DATA UNDER STUDY:
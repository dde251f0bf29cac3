//! Document model: metadata and page selection.
//!
//! A decoded OmniGraffle file is a single top-level mapping. Single-page
//! documents keep their `GraphicsList` at the top level; multi-page documents
//! keep one mapping per page under `Sheets`. [`Document`] captures the parts
//! the renderer needs: format version, print geometry, the image list, and
//! the selected page.

use log::{debug, trace};

use graffle_core::geometry::Point;
use graffle_parser::{Dict, Value, coords};

use crate::error::GraffleError;

/// US Letter, in points.
const DEFAULT_PAPER_SIZE: (f32, f32) = (612.0, 792.0);

/// Page and margin geometry from `PrintInfo`.
#[derive(Debug, Clone, Copy, PartialEq)]
pub struct PrintInfo {
    paper_size: (f32, f32),
    left_margin: f32,
    right_margin: f32,
    top_margin: f32,
    bottom_margin: f32,
}

impl PrintInfo {
    /// Reads a `PrintInfo` mapping.
    ///
    /// Entries are Cocoa archive pairs such as
    /// `NSPaperSize = ("size", "{612, 792}")`; the second element holds the
    /// value. Missing or unreadable entries keep their defaults.
    pub fn from_dict(dict: &Dict) -> Self {
        let mut info = Self::default();

        if let Some(size) = archived(dict, "NSPaperSize").and_then(Value::as_str) {
            match coords::parse_point(size) {
                Ok(size) => info.paper_size = size,
                Err(err) => debug!(err:%; "Ignoring unreadable paper size"),
            }
        }

        let margin = |key: &str, default: f32| {
            archived(dict, key)
                .and_then(Value::as_f32)
                .unwrap_or(default)
        };
        info.left_margin = margin("NSLeftMargin", info.left_margin);
        info.right_margin = margin("NSRightMargin", info.right_margin);
        info.top_margin = margin("NSTopMargin", info.top_margin);
        info.bottom_margin = margin("NSBottomMargin", info.bottom_margin);

        info
    }

    /// Paper `(width, height)` in points.
    pub fn paper_size(&self) -> (f32, f32) {
        self.paper_size
    }

    pub fn left_margin(&self) -> f32 {
        self.left_margin
    }

    pub fn right_margin(&self) -> f32 {
        self.right_margin
    }

    pub fn top_margin(&self) -> f32 {
        self.top_margin
    }

    pub fn bottom_margin(&self) -> f32 {
        self.bottom_margin
    }

    /// Paper size minus margins: the canvas area of a legacy document.
    pub fn printable_size(&self) -> (f32, f32) {
        let (width, height) = self.paper_size;
        (
            width - self.left_margin - self.right_margin,
            height - self.top_margin - self.bottom_margin,
        )
    }
}

impl Default for PrintInfo {
    fn default() -> Self {
        Self {
            paper_size: DEFAULT_PAPER_SIZE,
            left_margin: 0.0,
            right_margin: 0.0,
            top_margin: 0.0,
            bottom_margin: 0.0,
        }
    }
}

/// Returns the payload of an archived `PrintInfo` entry.
fn archived<'a>(dict: &'a Dict, key: &str) -> Option<&'a Value> {
    match dict.get(key)? {
        Value::Array(pair) => pair.get(1),
        value => Some(value),
    }
}

/// File-level metadata.
#[derive(Debug, Clone, Copy, PartialEq)]
pub struct FileInfo {
    format_version: i64,
    print_info: PrintInfo,
}

impl FileInfo {
    /// Reads `GraphDocumentVersion` (0 when absent) and `PrintInfo`.
    pub fn from_dict(dict: &Dict) -> Self {
        let format_version = dict
            .get("GraphDocumentVersion")
            .and_then(Value::as_i64)
            .unwrap_or(0);
        let print_info = dict
            .get("PrintInfo")
            .and_then(Value::as_dict)
            .map(PrintInfo::from_dict)
            .unwrap_or_default();

        Self {
            format_version,
            print_info,
        }
    }

    pub fn format_version(&self) -> i64 {
        self.format_version
    }

    pub fn print_info(&self) -> &PrintInfo {
        &self.print_info
    }
}

/// How the page background is produced.
#[derive(Debug, Clone, Copy, PartialEq)]
pub enum Background<'a> {
    /// Version 6 and later: an ordinary graphic drawn before the page content.
    Graphic(&'a Dict),
    /// Earlier versions with a `CanvasColor`: a rectangle covering the
    /// printable area.
    Canvas { origin: Point, size: (f32, f32) },
    None,
}

/// A decoded document with one page selected for rendering.
#[derive(Debug, Clone)]
pub struct Document {
    file_info: FileInfo,
    images: Vec<String>,
    sheet_count: Option<usize>,
    page_index: usize,
    page: Dict,
}

impl Document {
    /// Builds the document model from a decoded value tree.
    ///
    /// # Errors
    ///
    /// Returns [`GraffleError::MalformedDocument`] when the tree has no
    /// top-level mapping, when `page` is not a valid `Sheets` index, or when
    /// the selected page has no `GraphicsList` array.
    pub fn from_value(value: &Value, page: usize) -> Result<Self, GraffleError> {
        let root = top_level_dict(value)
            .ok_or_else(|| GraffleError::malformed("no top-level mapping"))?;

        let file_info = FileInfo::from_dict(root);
        debug!(
            version = file_info.format_version(),
            paper:? = file_info.print_info().paper_size();
            "Read file info"
        );

        let images = root
            .get("ImageList")
            .and_then(Value::as_array)
            .map(|list| {
                list.iter()
                    .filter_map(Value::as_str)
                    .map(str::to_string)
                    .collect()
            })
            .unwrap_or_default();

        let (sheet_count, selected) = match root.get("Sheets") {
            Some(Value::Array(sheets)) => {
                let selected = sheets
                    .get(page)
                    .ok_or_else(|| {
                        GraffleError::malformed(format!(
                            "page {page} out of range, document has {} sheet(s)",
                            sheets.len()
                        ))
                    })?
                    .as_dict()
                    .ok_or_else(|| {
                        GraffleError::malformed(format!("sheet {page} is not a mapping"))
                    })?;
                (Some(sheets.len()), selected)
            }
            Some(other) => {
                return Err(GraffleError::malformed(format!(
                    "`Sheets` is a {}, expected an array",
                    other.kind_name()
                )));
            }
            None if page > 0 => {
                return Err(GraffleError::malformed(format!(
                    "page {page} out of range, document has a single page"
                )));
            }
            None => (None, root),
        };

        match selected.get("GraphicsList") {
            Some(Value::Array(_)) => {}
            Some(other) => {
                return Err(GraffleError::malformed(format!(
                    "`GraphicsList` is a {}, expected an array",
                    other.kind_name()
                )));
            }
            None => return Err(GraffleError::malformed("page has no `GraphicsList`")),
        }

        trace!(page, sheet_count:?; "Selected page");
        Ok(Self {
            file_info,
            images,
            sheet_count,
            page_index: page,
            page: selected.clone(),
        })
    }

    pub fn file_info(&self) -> &FileInfo {
        &self.file_info
    }

    /// Image file names, indexed by `ImageID`.
    pub fn images(&self) -> &[String] {
        &self.images
    }

    /// Number of sheets, or `None` for a single-page document.
    pub fn sheet_count(&self) -> Option<usize> {
        self.sheet_count
    }

    pub fn page_index(&self) -> usize {
        self.page_index
    }

    /// The selected page's top-level graphics, in stored order.
    pub fn graphics(&self) -> &[Value] {
        self.page
            .get("GraphicsList")
            .and_then(Value::as_array)
            .unwrap_or_default()
    }

    /// Decides how the page background is drawn.
    pub fn background(&self) -> Background<'_> {
        if self.file_info.format_version() >= 6 {
            return match self.page.get("BackgroundGraphic").and_then(Value::as_dict) {
                Some(graphic) => Background::Graphic(graphic),
                None => Background::None,
            };
        }

        if !self.page.contains_key("CanvasColor") {
            return Background::None;
        }

        let origin = self
            .page
            .get("CanvasOrigin")
            .and_then(Value::as_str)
            .and_then(|origin| coords::parse_point(origin).ok())
            .map_or(Point::default(), |(x, y)| Point::new(x, y));

        Background::Canvas {
            origin,
            size: self.file_info.print_info().printable_size(),
        }
    }
}

/// Finds the top-level mapping, descending into a root array if needed.
fn top_level_dict(value: &Value) -> Option<&Dict> {
    match value {
        Value::Dict(dict) => Some(dict),
        Value::Array(items) => items.iter().find_map(top_level_dict),
        _ => None,
    }
}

EXERCISE DETAILS: Reproduce the entries exactly, but only from their first line to the line holding "let mut info = Self::default();", with that last line kept.

RESULT OF THE EXERCISE:
repository dde251f0bf29cac3
//! Document model: metadata and page selection.
//!
//! A decoded OmniGraffle file is a single top-level mapping. Single-page
//! documents keep their `GraphicsList` at the top level; multi-page documents
//! keep one mapping per page under `Sheets`. [`Document`] captures the parts
//! the renderer needs: format version, print geometry, the image list, and
//! the selected page.

use log::{debug, trace};

use graffle_core::geometry::Point;
use graffle_parser::{Dict, Value, coords};

use crate::error::GraffleError;

/// US Letter, in points.
const DEFAULT_PAPER_SIZE: (f32, f32) = (612.0, 792.0);

/// Page and margin geometry from `PrintInfo`.
#[derive(Debug, Clone, Copy, PartialEq)]
pub struct PrintInfo {
    paper_size: (f32, f32),
    left_margin: f32,
    right_margin: f32,
    top_margin: f32,
    bottom_margin: f32,
}

impl PrintInfo {
    /// Reads a `PrintInfo` mapping.
    ///
    /// Entries are Cocoa archive pairs such as
    /// `NSPaperSize = ("size", "{612, 792}")`; the second element holds the
    /// value. Missing or unreadable entries keep their defaults.
    pub fn from_dict(dict: &Dict) -> Self {
        let mut info = Self::default();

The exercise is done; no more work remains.